Readings for Question One:
Reading One:
Please view a very short clip from a Howard Hughes Medical Center Holiday Lecture about prenatal and infant brain development. (It is about 2 minutes long.) This is about the numbers of neurons in a baby’s brain from conception to birth. The Holiday Lectures are given each December at the Howard Hughes Medical Institute to acquaint high school students with cutting edge medical and genetic and neuroscience information. To view reading one copy and paste the link below in your browser:
• https://www.hhmi.org/biointeractive/prenatal-development-human-brain
Reading Two:
Here is a set of very short (2-to-5-minute) videos will introduce you to important issues about development of brain architecture in infants and toddlers. There are many of these short videos, so you are welcome to “browse” through them beyond the basics suggested here. The most important of these is the one about “serve and return.” Oh! Important! You will find the scientists rarely mention loving, warm and gentle care, but you see it in every frame of these videos. Important: Don’t forget warm and gentle and loving care! I suggest these and I suggest you type in exactly the words I have given you. If you type in Harvard Center for the Developing child and try to find these topics you will be lost in thousands of similar titles:
Each of these videos runs from approximately 2 to 5 minutes. I use Chrome and type in every one of these exact words for each one to get to the video you want:
• Harvard Center for the Developing Child serve and return (https://developingchild.harvard.edu/science/key-concepts/serve-and-return/)

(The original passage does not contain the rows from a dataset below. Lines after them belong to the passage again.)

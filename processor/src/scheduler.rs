use std::{sync::Arc, time::Duration};

use dashmap::DashSet;
use data_model::{
    requests::Request,
    DestroyReason,
    DestroyRequest,
    ProvisionRequest,
    ProvisionRequestBuilder,
    RequestId,
    TriggerContext,
    VmId,
};
use state_store::FleetState;
use thopter_utils::{Clock, ModeController, TickGate};
use tokio::{
    sync::{Mutex, OwnedSemaphorePermit, Semaphore},
    task::JoinError,
    time::MissedTickBehavior,
};
use tracing::{error, info, warn};

use crate::{
    provisioner::Provisioner,
    request_log::{RequestLog, RequestLogSnapshot},
};

#[derive(Debug, Clone)]
pub struct SchedulerConfig {
    pub max_concurrent_destroys: usize,
    pub max_fleet_capacity: usize,
    pub tick_interval: Duration,
    pub request_history: usize,
}

impl Default for SchedulerConfig {
    fn default() -> Self {
        Self {
            max_concurrent_destroys: 5,
            max_fleet_capacity: 10,
            tick_interval: Duration::from_millis(100),
            request_history: 500,
        }
    }
}

#[derive(Debug, thiserror::Error, PartialEq, Eq)]
pub enum SchedulerError {
    #[error("fleet is at capacity: {started} of {max} vms started")]
    CapacityExceeded { started: usize, max: usize },

    #[error("vm {0} is not in the fleet")]
    UnknownVm(VmId),

    #[error("invalid request: {0}")]
    InvalidRequest(String),
}

/// Holds a destroy slot and the in-flight entry for one VM. Both are released
/// when the guard drops, after the request has reached a terminal status.
struct InFlightDestroy {
    vm_id: VmId,
    in_flight: Arc<DashSet<VmId>>,
    _permit: OwnedSemaphorePermit,
}

impl Drop for InFlightDestroy {
    fn drop(&mut self) {
        self.in_flight.remove(&self.vm_id);
    }
}

pub struct RequestScheduler {
    store: Arc<FleetState>,
    provisioner: Arc<dyn Provisioner>,
    mode: ModeController,
    clock: Arc<dyn Clock>,
    config: SchedulerConfig,
    provisions: Mutex<RequestLog<ProvisionRequest>>,
    destroys: Mutex<RequestLog<DestroyRequest>>,
    destroy_slots: Arc<Semaphore>,
    in_flight: Arc<DashSet<VmId>>,
}

impl RequestScheduler {
    pub fn new(
        store: Arc<FleetState>,
        provisioner: Arc<dyn Provisioner>,
        mode: ModeController,
        clock: Arc<dyn Clock>,
        config: SchedulerConfig,
    ) -> Arc<Self> {
        Arc::new(Self {
            provisions: Mutex::new(RequestLog::new(config.request_history)),
            destroys: Mutex::new(RequestLog::new(config.request_history)),
            destroy_slots: Arc::new(Semaphore::new(config.max_concurrent_destroys)),
            in_flight: Arc::new(DashSet::new()),
            store,
            provisioner,
            mode,
            clock,
            config,
        })
    }

    pub async fn create_provision_request(
        &self,
        repository: String,
        template: Option<String>,
        prompt: Option<String>,
        trigger: Option<TriggerContext>,
    ) -> Result<ProvisionRequest, SchedulerError> {
        let request = ProvisionRequestBuilder::default()
            .repository(repository)
            .template(template)
            .prompt(prompt)
            .trigger(trigger)
            .build(self.clock.now_ms())
            .map_err(|err| SchedulerError::InvalidRequest(err.to_string()))?;
        info!(
            request_id = request.id().get(),
            repository = request.repository.as_str(),
            template = request.template.as_deref(),
            "provision request created"
        );
        self.provisions.lock().await.enqueue(request.clone());
        Ok(request)
    }

    /// Enqueues a destroy and flags the record. A VM that already has a
    /// pending or processing destroy gets that request back.
    pub async fn create_destroy_request(
        &self,
        vm_id: VmId,
        reason: DestroyReason,
        detail: Option<String>,
    ) -> Result<DestroyRequest, SchedulerError> {
        let mut destroys = self.destroys.lock().await;
        if let Some(existing) = destroys.find_active(|r| r.vm_id == vm_id) {
            return Ok(existing.clone());
        }
        if !self.store.request_destroy(&vm_id).await {
            return Err(SchedulerError::UnknownVm(vm_id));
        }
        let request = DestroyRequest::new(vm_id, reason, detail, self.clock.now_ms());
        info!(
            request_id = request.id().get(),
            vm_id = request.vm_id.get(),
            reason = %reason,
            "destroy request created"
        );
        destroys.enqueue(request.clone());
        Ok(request)
    }

    pub async fn list_provision_requests(&self) -> RequestLogSnapshot<ProvisionRequest> {
        self.provisions.lock().await.snapshot()
    }

    pub async fn list_destroy_requests(&self) -> RequestLogSnapshot<DestroyRequest> {
        self.destroys.lock().await.snapshot()
    }

    pub async fn get_provision_request(&self, id: &RequestId) -> Option<ProvisionRequest> {
        self.provisions.lock().await.get(id).cloned()
    }

    pub async fn get_destroy_request(&self, id: &RequestId) -> Option<DestroyRequest> {
        self.destroys.lock().await.get(id).cloned()
    }

    pub fn in_flight_destroy_count(&self) -> usize {
        self.in_flight.len()
    }

    /// One scheduling pass: fill free destroy slots, then run at most one
    /// provision if no destroy is in flight.
    pub async fn tick(self: &Arc<Self>) {
        self.dispatch_destroys().await;
        if self.in_flight.is_empty() {
            self.process_next_provision().await;
        }
    }

    async fn dispatch_destroys(self: &Arc<Self>) {
        loop {
            let Ok(permit) = self.destroy_slots.clone().try_acquire_owned() else {
                break;
            };
            let Some(request) = self.destroys.lock().await.start_next(self.clock.now_ms()) else {
                break;
            };
            self.in_flight.insert(request.vm_id.clone());
            let guard = InFlightDestroy {
                vm_id: request.vm_id.clone(),
                in_flight: self.in_flight.clone(),
                _permit: permit,
            };
            let scheduler = self.clone();
            tokio::spawn(async move {
                let _guard = guard;
                let request_id = request.id().clone();
                let vm_id = request.vm_id.clone();
                let worker = scheduler.clone();
                let outcome = tokio::spawn(async move { worker.run_destroy(request).await }).await;
                if let Err(err) = outcome {
                    scheduler.abandon_destroy(&request_id, &vm_id, err).await;
                }
            });
        }
    }

    /// Settles a destroy whose task died before recording an outcome.
    async fn abandon_destroy(&self, request_id: &RequestId, vm_id: &VmId, err: JoinError) {
        error!(
            request_id = request_id.get(),
            vm_id = vm_id.get(),
            "destroy task did not finish: {}",
            err
        );
        let failed = self.destroys.lock().await.fail(
            request_id,
            self.clock.now_ms(),
            format!("destroy task panicked: {}", err),
        );
        if failed.is_some() {
            self.store.clear_destroy_requested(vm_id).await;
        }
    }

    /// Waits until every dispatched destroy has settled. New destroys can
    /// still start afterwards if the scheduler keeps ticking.
    pub async fn drain_destroys(&self) {
        if self.in_flight.is_empty() {
            return;
        }
        let slots = u32::try_from(self.config.max_concurrent_destroys).unwrap_or(u32::MAX);
        info!(
            in_flight = self.in_flight.len(),
            "waiting for in-flight destroys"
        );
        match self.destroy_slots.acquire_many(slots).await {
            Ok(_permits) => info!("in-flight destroys settled"),
            Err(err) => warn!("destroy slots closed while draining: {}", err),
        }
    }

    async fn run_destroy(&self, request: DestroyRequest) {
        let vm_id = request.vm_id.clone();
        let result = self.provisioner.destroy(&vm_id).await;
        let now_ms = self.clock.now_ms();
        match result {
            Ok(()) => {
                self.store.remove(&vm_id).await;
                self.destroys.lock().await.complete(request.id(), now_ms, |_| {});
                info!(
                    request_id = request.id().get(),
                    vm_id = vm_id.get(),
                    "destroy request completed"
                );
            }
            Err(err) => {
                self.store.clear_destroy_requested(&vm_id).await;
                error!(
                    request_id = request.id().get(),
                    vm_id = vm_id.get(),
                    "destroy request failed: {:#}",
                    err
                );
                self.destroys
                    .lock()
                    .await
                    .fail(request.id(), now_ms, format!("{:#}", err));
            }
        }
    }

    /// Only the tick takes provisions off the pending queue, so the request
    /// stays visible in `pending` until it moves to its next list.
    async fn process_next_provision(&self) {
        if self.provisions.lock().await.pending_len() == 0 {
            return;
        }

        let started = self.store.count_started().await;
        if started >= self.config.max_fleet_capacity {
            let err = SchedulerError::CapacityExceeded {
                started,
                max: self.config.max_fleet_capacity,
            };
            let rejected =
                self.provisions
                    .lock()
                    .await
                    .reject_next(self.clock.now_ms(), err.to_string());
            if let Some(request) = rejected {
                warn!(request_id = request.id().get(), "{}", err);
            }
            return;
        }

        let Some(request) = self.provisions.lock().await.start_next(self.clock.now_ms()) else {
            return;
        };
        info!(
            request_id = request.id().get(),
            repository = request.repository.as_str(),
            "provisioning vm"
        );

        match self.provisioner.provision(&request).await {
            Ok(outcome) => {
                let vm_id = outcome.vm_id.clone();
                match outcome.machine {
                    Some(machine) => {
                        self.store
                            .insert_provisioned(machine, request.trigger.clone())
                            .await
                    }
                    None => {
                        if let Some(trigger) = request.trigger.clone() {
                            self.store.register_expectation(vm_id.clone(), trigger).await;
                        }
                    }
                }
                self.provisions
                    .lock()
                    .await
                    .complete(request.id(), self.clock.now_ms(), |r| {
                        r.vm_id = Some(vm_id.clone())
                    });
                info!(
                    request_id = request.id().get(),
                    vm_id = vm_id.get(),
                    "provision request completed"
                );
                self.store.trigger_reconcile();
            }
            Err(err) => {
                error!(
                    request_id = request.id().get(),
                    "provision request failed: {:#}", err
                );
                self.provisions
                    .lock()
                    .await
                    .fail(request.id(), self.clock.now_ms(), format!("{:#}", err));
            }
        }
    }

    pub async fn start(self: Arc<Self>) {
        let mut ticker = tokio::time::interval(self.config.tick_interval);
        ticker.set_missed_tick_behavior(MissedTickBehavior::Delay);
        let mut mode_rx = self.mode.subscribe();
        info!(
            max_concurrent_destroys = self.config.max_concurrent_destroys,
            max_fleet_capacity = self.config.max_fleet_capacity,
            "request scheduler started"
        );
        loop {
            match self.mode.wait_tick(&mut ticker, &mut mode_rx).await {
                TickGate::Exit => break,
                TickGate::Skip => continue,
                TickGate::Run => self.tick().await,
            }
        }
        info!("request scheduler stopped");
    }
}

• Harvard Center for the Developing Child experiences build brain architecture (https://developingchild.harvard.edu/resources/experiences-build-brain-architecture/)
• Harvard Center for the Developing Child toxic stress derails healthy development (https://developingchild.harvard.edu/resources/toxic-stress-derails-healthy-development/)
• Harvard Center for the Developing child the science of neglect (https://developingchild.harvard.edu/resources/the-science-of-neglect-the-persistent-absence-of-responsive-care-disrupts-the-developing-brain/)
• Harvard Center for the Developing child in brief: The Science of Early childhood Development (https://developingchild.harvard.edu/resources/inbrief-science-of-ecd/)
• Harvard Center for the Developing child in brief: executive function: skills for life and learning (https://developingchild.harvard.edu/resources/inbrief-executive-function-skills-for-life-and-learning/)
Question One: Infant brain development: (7 points)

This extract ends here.